L’Autorité européenne de sécurité des aliments (EFSA) a autorisé les allégations suivantes pour les compléments alimentaires et les aliments dans le cas où ils contiennent au moins 0,15 mg de cuivre pour 100 g, 100 ml ou par portion : le cuivre contribue au métabolisme énergétique, au maintien du tissu conjonctif, au fonctionnement du système nerveux, à la pigmentation de la peau et des cheveux, au transport du fer dans le sang, au fonctionnement du système immunitaire et à la protection contre les radicaux libres (effet antioxydant).
Quels sont les Besoins Journaliers en Cuivre ?
Un adulte dispose d’une réserve moyenne de 100 mg de cuivre - un chiffre minime en comparaison au rôle de celui-ci dans le corps humain. D’ailleurs, la dose journalière recommandée est elle aussi très faible : 900 microgrammes chez l’adulte, et 450 (deux fois moins) chez l’enfant. Il est conseillé d’en consommer en petite quantité, mais de manière régulière.
Les apports quotidiens de référence en cuivre définis par le Règlement Européen (UE) n°1169/2011 sont de 1 mg par jour pour un adulte.
Besoins Journaliers Recommandés
Population | ANR (mg/jour) |
---|---|
7 - 11 mois | 0,4 |
1 - 2 ans | 0,7 |
3 ans | 1,0 |
4 - 6 ans | 1,0 |
7 - 9 ans | 1,0 |
10 ans | 1,1 |
11 - 17 ans | 1,1 |
Adultes | 1,3 |
Femmes enceintes | 1,5 |
Femmes allaitantes | 1,5 |
Que se Passe-t-il en Cas de Manque ou d'Excès de Cuivre ?
La carence en cuivre est rarissime mais peut être causée par une prise de zinc au moins 10 fois supérieure à la dose de cuivre - ce qui inhibe l’absorption de ce dernier.
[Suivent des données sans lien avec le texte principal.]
use std::sync::Arc;
use std::thread;
use std::time::Duration;

use anyhow::{anyhow, bail, Context, Result};
use clap::Parser;
use http::header::{HeaderValue, CONTENT_TYPE};
use http::{HeaderMap, Request, Response};
use miniprof::cli::{Cli, OutputFormat};
use miniprof::client::{
    ClientOptions, CorrelationClient, HttpFetcher, InProcessTransport, ObservedCall,
    ObserverRegistry, ResultSummary,
};
use miniprof::config::ProfilerConfig;
use miniprof::context::InstrumentationContext;
use miniprof::profile::{Profile, ProfileId};
use miniprof::profiler::{Completion, Profiler};
use miniprof::protocol;
use miniprof::serde_millis::to_millis;
use miniprof::store::{EvictionTask, ProfileStore};
use serde::Serialize;
use tracing::info;
use tracing_subscriber::EnvFilter;
use url::Url;

/// Origin of the simulated application
const ORIGIN: &str = "http://localhost:3000";

/// Initialize tracing subscriber for debug output
fn init_tracing(debug: bool) {
    if debug {
        tracing_subscriber::fmt()
            .with_env_filter(
                EnvFilter::from_default_env().add_directive(tracing::Level::TRACE.into()),
            )
            .with_writer(std::io::stderr)
            .init();
    }
}

fn load_config(args: &Cli) -> Result<ProfilerConfig> {
    let mut config = match &args.config {
        Some(path) => ProfilerConfig::from_file(path)?,
        None => ProfilerConfig::default(),
    };
    if let Some(base) = &args.base_path {
        config = config.with_base_url_path(base.clone());
    }
    if let Some(secs) = args.retention_secs {
        config.retention_secs = secs;
    }
    config
        .validate()
        .map_err(|e| anyhow!("Invalid config: {}", e))?;
    Ok(config)
}

/// One handled request as seen from the page
struct Exchange {
    url: Url,
    headers: HeaderMap,
    completion: Completion,
}

/// Run one request through the profiler with `work` as the handler
fn serve<F>(profiler: &Profiler, request: Request<()>, html: bool, work: F) -> Result<Exchange>
where
    F: FnOnce(&mut InstrumentationContext) -> Result<()>,
{
    let url = Url::parse(&request.uri().to_string())?;
    let (parts, ()) = request.into_parts();
    let mut ctx = profiler
        .start(&parts)
        .with_context(|| format!("request {} was not profiled", url))?;

    work(&mut ctx)?;

    let mut response = Response::new(());
    if html {
        response
            .headers_mut()
            .insert(CONTENT_TYPE, HeaderValue::from_static("text/html; charset=utf-8"));
    }
    let completion = profiler.complete(ctx, &parts.headers, &mut response)?;
    Ok(Exchange {
        url,
        headers: response.headers().clone(),
        completion,
    })
}

fn work(micros: u64) {
    thread::sleep(Duration::from_micros(micros));
}

fn render_page(ctx: &mut InstrumentationContext) -> Result<()> {
    ctx.with_child("load settings", |ctx| {
        // same query, same cost: flagged as a duplicate
        ctx.record_sub_event("SELECT value FROM settings", Duration::from_micros(150));
        ctx.record_sub_event("SELECT value FROM settings", Duration::from_micros(150));
    });
    ctx.with_child("render layout", |ctx| {
        ctx.with_child("render header", |_| work(200));
        ctx.with_child("render body", |_| work(400));
    });
    Ok(())
}

fn load_item(profiler: &Profiler, ctx: &mut InstrumentationContext, item: usize) -> Result<()> {
    ctx.with_child("authenticate", |ctx| {
        ctx.measure_sub_event("SELECT * FROM sessions WHERE token = ?", || work(100));
    });
    ctx.with_child("load item", |ctx| {
        ctx.measure_sub_event(format!("SELECT * FROM items WHERE id = {}", item), || {
            work(300)
        });
    });

    // the first item also warms the price cache through an internal call
    if item == 0 {
        let warm = serve(
            profiler,
            Request::post(format!("{}/internal/prices/warm", ORIGIN)).body(())?,
            false,
            |ctx| {
                ctx.with_child("warm prices", |_| work(250));
                Ok(())
            },
        )?;
        if let Completion::Stored { id, .. } = warm.completion {
            ctx.add_related_id(id);
        }
    }
    Ok(())
}

/// Issue `requests` XHR calls spread over `threads` workers
fn issue_xhr_requests(profiler: &Profiler, requests: usize, threads: usize) -> Result<Vec<Exchange>> {
    thread::scope(|scope| -> Result<Vec<Exchange>> {
        let workers: Vec<_> = (0..threads)
            .map(|worker| {
                scope.spawn(move || -> Result<Vec<Exchange>> {
                    let mut exchanges = Vec::new();
                    for item in (worker..requests).step_by(threads) {
                        let request = Request::get(format!("{}/api/items/{}", ORIGIN, item))
                            .header(protocol::REQUESTED_WITH_HEADER, protocol::XHR_MARKER)
                            .body(())?;
                        exchanges.push(serve(profiler, request, false, |ctx| {
                            load_item(profiler, ctx, item)
                        })?);
                    }
                    Ok(exchanges)
                })
            })
            .collect();

        let mut exchanges = Vec::with_capacity(requests);
        for worker in workers {
            let batch = worker
                .join()
                .map_err(|_| anyhow!("request worker panicked"))??;
            exchanges.extend(batch);
        }
        Ok(exchanges)
    })
}

/// Feed every observed call to the correlation client and wait for all fetches
async fn correlate(
    store: Arc<ProfileStore>,
    options: ClientOptions,
    calls: &[Exchange],
) -> Result<(Vec<ResultSummary>, u64)> {
    let page_id = options.current_id.clone();
    let fetcher = HttpFetcher::new(InProcessTransport::new(store), options.path.clone());
    let client = CorrelationClient::start(options, fetcher);

    let registry = ObserverRegistry::new();
    registry.register(Arc::new(client.clone()));
    for call in calls {
        registry.notify(&ObservedCall {
            url: call.url.clone(),
            headers: call.headers.clone(),
        });
    }

    let mut results = vec![client.fetch_once(page_id.clone()).await?];
    for id in client.known_ids().into_iter().filter(|id| id != &page_id) {
        results.push(client.fetch_once(id).await?);
    }
    Ok((results, client.fetches_started()))
}

#[derive(Serialize)]
struct Report {
    page_id: ProfileId,
    bootstrap: Option<String>,
    results: Vec<ResultSummary>,
    fetches_started: u64,
    stored_profiles: usize,
}

fn print_tree(profile: &Profile) {
    println!("=== Timing Tree: {} ===", profile.name());
    for node in profile.root().walk() {
        let indent = node.depth() as usize * 2;
        println!(
            "{:indent$}{} {:.3} ms ({:.3} ms self)",
            "",
            node.name(),
            to_millis(node.duration()),
            to_millis(node.duration_without_children()),
            indent = indent
        );
        for event in node.sub_events() {
            println!(
                "{:indent$}- {} {:.3} ms{}",
                "",
                event.description,
                to_millis(event.duration),
                if event.is_duplicate { " (duplicate)" } else { "" },
                indent = indent + 2
            );
        }
    }
    println!();
}

fn print_text(report: &Report) {
    println!("page profile: {}", report.page_id);
    if let Some(script) = &report.bootstrap {
        println!("bootstrap: {}", script);
    }
    println!();
    println!("{:<22} {:<6} {:<28} {:>12}", "ID", "METHOD", "PATH", "DURATION");
    println!("─────────────────────────────────────────────────────────────────────");
    for result in &report.results {
        println!(
            "{:<22} {:<6} {:<28} {:>9.3} ms",
            result.id.as_str(),
            result.method,
            result.url_path,
            to_millis(result.duration)
        );
    }
    println!("─────────────────────────────────────────────────────────────────────");
    println!(
        "fetched {} profiles ({} fetches), {} stored",
        report.results.len(),
        report.fetches_started,
        report.stored_profiles
    );
}

fn main() -> Result<()> {
    let args = Cli::parse();

    if args.threads == 0 {
        bail!("Invalid value for --threads: 0 (must be >= 1)");
    }

    init_tracing(args.debug);

    let config = load_config(&args)?;
    let store = Arc::new(ProfileStore::new());
    let eviction = EvictionTask::spawn(
        Arc::clone(&store),
        config.eviction_interval(),
        config.retention(),
    );
    let profiler = Profiler::new(config, Arc::clone(&store)).with_machine_name("localhost");
    let base_path = profiler.config().base_url_path.clone();

    let page = serve(
        &profiler,
        Request::get(format!("{}/", ORIGIN)).body(())?,
        true,
        render_page,
    )?;
    let Completion::Stored {
        id: page_id,
        script: bootstrap,
    } = page.completion
    else {
        bail!("page profile was discarded");
    };
    info!(%page_id, "page profiled");

    let calls = issue_xhr_requests(&profiler, args.requests, args.threads)?;

    let options = ClientOptions::new(base_path, page_id.clone(), Url::parse(ORIGIN)?.origin());

    let runtime = tokio::runtime::Builder::new_multi_thread()
        .enable_all()
        .build()?;
    let (results, fetches_started) =
        runtime.block_on(correlate(Arc::clone(&store), options, &calls))?;

    if args.tree {
        let profile = store
            .get(&page_id)
            .with_context(|| format!("page profile {} missing from store", page_id))?;
        print_tree(&profile);
    }

    let report = Report {
        page_id,
        bootstrap,
        results,
        fetches_started,
        stored_profiles: store.len(),
    };
    match args.format {
        OutputFormat::Text => print_text(&report),
        OutputFormat::Json => println!("{}", serde_json::to_string_pretty(&report)?),
    }

    eviction.shutdown();
    Ok(())
}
Le surdosage est lui aussi très rare, car il faut atteindre 35 mg de cuivre par jour sur une longue période pour en arriver là.
Dans le cas d’une déficience en cuivre, différentes conséquences peuvent être observées. Au niveau physiologique, une déficience en cuivre peut entrainer une faiblesse cardiaque. Une véritable carence en cuivre entraîne un état neurologique qui est, dans une certaine mesure, cliniquement similaire à une carence en vitamine B12.
Le corps humain résiste quelque peu à la carence en cuivre, car les intestins augmentent l'absorption du cuivre lorsque les réserves corporelles diminuent et son absorption devient plus efficace lorsque l'apport alimentaire en cuivre est réduit. De ce fait, la carence en cuivre est relativement rare et ne constitue pas une préoccupation majeure pour la population générale.
Bon à savoir : seuls 40 % du cuivre ingéré se retrouve dans le sang.